- What to do -
The word "daily" marks the lines to report; pull each of them from the listing.

- Study material -

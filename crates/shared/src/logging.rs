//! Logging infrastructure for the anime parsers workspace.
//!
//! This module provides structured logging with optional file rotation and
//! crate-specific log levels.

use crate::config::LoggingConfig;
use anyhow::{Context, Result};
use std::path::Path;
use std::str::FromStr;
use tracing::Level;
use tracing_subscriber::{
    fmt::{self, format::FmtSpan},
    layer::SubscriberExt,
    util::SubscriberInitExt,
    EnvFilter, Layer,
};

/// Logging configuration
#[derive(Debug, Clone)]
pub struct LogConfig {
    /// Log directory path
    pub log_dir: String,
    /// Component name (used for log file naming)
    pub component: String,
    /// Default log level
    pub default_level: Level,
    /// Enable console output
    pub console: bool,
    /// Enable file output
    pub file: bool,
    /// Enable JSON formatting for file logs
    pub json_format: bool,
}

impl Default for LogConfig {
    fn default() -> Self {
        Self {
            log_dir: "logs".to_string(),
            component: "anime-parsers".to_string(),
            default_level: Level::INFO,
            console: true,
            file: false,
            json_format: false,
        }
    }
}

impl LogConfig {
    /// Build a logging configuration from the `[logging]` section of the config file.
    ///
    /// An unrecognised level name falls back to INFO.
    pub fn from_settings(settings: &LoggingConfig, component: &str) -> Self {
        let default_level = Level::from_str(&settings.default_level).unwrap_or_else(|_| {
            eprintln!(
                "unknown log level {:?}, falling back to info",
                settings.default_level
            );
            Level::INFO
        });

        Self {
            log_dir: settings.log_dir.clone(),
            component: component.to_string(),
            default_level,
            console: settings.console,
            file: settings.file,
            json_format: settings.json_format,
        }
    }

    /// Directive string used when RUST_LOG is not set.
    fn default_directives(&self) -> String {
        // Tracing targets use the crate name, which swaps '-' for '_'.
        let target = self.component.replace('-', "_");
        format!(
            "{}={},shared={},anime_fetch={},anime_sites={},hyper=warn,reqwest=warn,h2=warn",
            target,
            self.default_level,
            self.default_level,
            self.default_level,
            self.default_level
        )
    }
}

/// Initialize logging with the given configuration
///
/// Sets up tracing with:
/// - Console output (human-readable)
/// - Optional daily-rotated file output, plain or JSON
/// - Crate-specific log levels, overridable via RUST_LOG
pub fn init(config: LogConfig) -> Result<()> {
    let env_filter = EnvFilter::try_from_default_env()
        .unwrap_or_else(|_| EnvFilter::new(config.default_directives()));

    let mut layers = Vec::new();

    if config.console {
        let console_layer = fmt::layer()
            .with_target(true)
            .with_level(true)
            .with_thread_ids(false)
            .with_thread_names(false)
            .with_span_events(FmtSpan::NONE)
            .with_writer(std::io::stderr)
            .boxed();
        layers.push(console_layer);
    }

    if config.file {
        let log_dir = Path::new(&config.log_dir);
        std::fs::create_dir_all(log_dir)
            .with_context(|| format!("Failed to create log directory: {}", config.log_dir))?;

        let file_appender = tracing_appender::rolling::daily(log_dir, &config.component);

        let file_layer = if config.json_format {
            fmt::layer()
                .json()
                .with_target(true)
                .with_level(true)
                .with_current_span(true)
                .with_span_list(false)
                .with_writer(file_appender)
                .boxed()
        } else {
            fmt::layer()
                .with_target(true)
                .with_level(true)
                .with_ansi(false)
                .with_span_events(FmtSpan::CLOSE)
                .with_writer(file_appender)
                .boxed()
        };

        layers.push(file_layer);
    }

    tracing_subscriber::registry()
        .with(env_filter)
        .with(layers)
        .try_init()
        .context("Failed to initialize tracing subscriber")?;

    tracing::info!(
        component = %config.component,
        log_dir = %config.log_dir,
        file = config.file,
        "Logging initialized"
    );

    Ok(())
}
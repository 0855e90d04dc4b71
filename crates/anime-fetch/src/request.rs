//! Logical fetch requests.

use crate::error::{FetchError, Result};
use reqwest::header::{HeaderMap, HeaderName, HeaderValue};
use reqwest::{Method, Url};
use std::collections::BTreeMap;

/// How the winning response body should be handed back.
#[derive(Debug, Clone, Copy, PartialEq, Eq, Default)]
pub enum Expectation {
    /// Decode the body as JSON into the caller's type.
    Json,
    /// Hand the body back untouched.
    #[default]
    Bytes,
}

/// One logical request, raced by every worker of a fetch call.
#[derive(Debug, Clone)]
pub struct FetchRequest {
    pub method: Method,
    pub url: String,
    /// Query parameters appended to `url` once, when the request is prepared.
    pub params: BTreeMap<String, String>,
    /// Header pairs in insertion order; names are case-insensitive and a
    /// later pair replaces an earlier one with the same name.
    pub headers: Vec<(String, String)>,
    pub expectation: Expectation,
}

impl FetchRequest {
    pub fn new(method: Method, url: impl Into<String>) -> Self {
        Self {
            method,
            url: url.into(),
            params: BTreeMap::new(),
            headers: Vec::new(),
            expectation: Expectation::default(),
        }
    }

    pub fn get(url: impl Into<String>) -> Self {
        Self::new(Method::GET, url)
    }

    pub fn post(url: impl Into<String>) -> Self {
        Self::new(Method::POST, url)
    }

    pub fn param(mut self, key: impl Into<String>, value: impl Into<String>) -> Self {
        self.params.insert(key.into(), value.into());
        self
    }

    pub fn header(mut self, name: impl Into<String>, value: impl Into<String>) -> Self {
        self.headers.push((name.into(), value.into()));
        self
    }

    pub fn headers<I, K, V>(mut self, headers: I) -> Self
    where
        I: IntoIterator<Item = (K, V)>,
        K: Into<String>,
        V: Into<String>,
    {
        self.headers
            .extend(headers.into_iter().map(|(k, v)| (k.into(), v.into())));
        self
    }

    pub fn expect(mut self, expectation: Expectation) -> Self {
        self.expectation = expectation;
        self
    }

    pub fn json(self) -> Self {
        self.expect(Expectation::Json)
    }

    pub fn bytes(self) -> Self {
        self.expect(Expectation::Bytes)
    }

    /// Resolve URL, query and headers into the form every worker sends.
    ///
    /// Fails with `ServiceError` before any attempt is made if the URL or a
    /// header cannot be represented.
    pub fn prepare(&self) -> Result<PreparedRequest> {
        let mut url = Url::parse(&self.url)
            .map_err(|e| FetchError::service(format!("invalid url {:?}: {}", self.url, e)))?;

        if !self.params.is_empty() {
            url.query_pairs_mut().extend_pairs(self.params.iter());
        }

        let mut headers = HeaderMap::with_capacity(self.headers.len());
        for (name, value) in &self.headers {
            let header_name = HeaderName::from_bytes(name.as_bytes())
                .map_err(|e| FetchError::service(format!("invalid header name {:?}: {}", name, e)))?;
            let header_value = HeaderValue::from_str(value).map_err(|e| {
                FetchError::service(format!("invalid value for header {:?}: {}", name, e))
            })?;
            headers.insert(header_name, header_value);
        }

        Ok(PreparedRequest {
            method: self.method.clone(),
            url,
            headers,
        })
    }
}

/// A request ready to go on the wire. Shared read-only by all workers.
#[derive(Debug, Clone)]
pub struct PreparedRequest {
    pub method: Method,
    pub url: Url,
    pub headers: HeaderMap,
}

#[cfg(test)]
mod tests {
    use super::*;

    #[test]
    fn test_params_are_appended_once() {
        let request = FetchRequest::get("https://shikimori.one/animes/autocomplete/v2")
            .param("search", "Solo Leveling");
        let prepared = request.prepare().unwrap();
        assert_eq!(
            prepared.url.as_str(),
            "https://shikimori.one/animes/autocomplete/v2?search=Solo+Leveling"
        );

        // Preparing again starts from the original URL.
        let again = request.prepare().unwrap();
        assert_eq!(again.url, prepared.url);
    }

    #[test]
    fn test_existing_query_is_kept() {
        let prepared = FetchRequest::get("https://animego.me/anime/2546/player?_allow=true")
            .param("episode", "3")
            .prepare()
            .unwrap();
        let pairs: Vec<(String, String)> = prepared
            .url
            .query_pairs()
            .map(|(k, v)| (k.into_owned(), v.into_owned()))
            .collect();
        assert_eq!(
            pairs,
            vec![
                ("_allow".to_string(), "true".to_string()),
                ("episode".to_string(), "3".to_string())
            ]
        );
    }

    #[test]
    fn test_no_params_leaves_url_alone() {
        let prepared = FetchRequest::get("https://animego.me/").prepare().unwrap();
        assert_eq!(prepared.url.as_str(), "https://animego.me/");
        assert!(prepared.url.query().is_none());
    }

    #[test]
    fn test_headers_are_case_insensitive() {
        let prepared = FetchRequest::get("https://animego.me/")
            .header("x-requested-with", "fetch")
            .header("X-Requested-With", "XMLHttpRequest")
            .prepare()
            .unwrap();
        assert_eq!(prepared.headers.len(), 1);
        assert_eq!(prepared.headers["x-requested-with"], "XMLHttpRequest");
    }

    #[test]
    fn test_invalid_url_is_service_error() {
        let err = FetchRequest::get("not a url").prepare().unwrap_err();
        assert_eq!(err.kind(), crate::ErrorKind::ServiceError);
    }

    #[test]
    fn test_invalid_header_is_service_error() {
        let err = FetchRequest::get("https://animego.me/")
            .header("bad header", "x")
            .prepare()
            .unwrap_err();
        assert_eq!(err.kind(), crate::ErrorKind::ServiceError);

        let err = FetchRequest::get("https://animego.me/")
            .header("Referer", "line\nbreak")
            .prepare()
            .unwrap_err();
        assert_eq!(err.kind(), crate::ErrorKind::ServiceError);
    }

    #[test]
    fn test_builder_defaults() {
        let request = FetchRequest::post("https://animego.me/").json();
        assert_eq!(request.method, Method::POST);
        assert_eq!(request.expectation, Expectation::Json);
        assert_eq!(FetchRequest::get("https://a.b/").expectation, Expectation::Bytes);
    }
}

- Worked solution -
/// - Optional daily-rotated file output, plain or JSON
        let file_appender = tracing_appender::rolling::daily(log_dir, &config.component);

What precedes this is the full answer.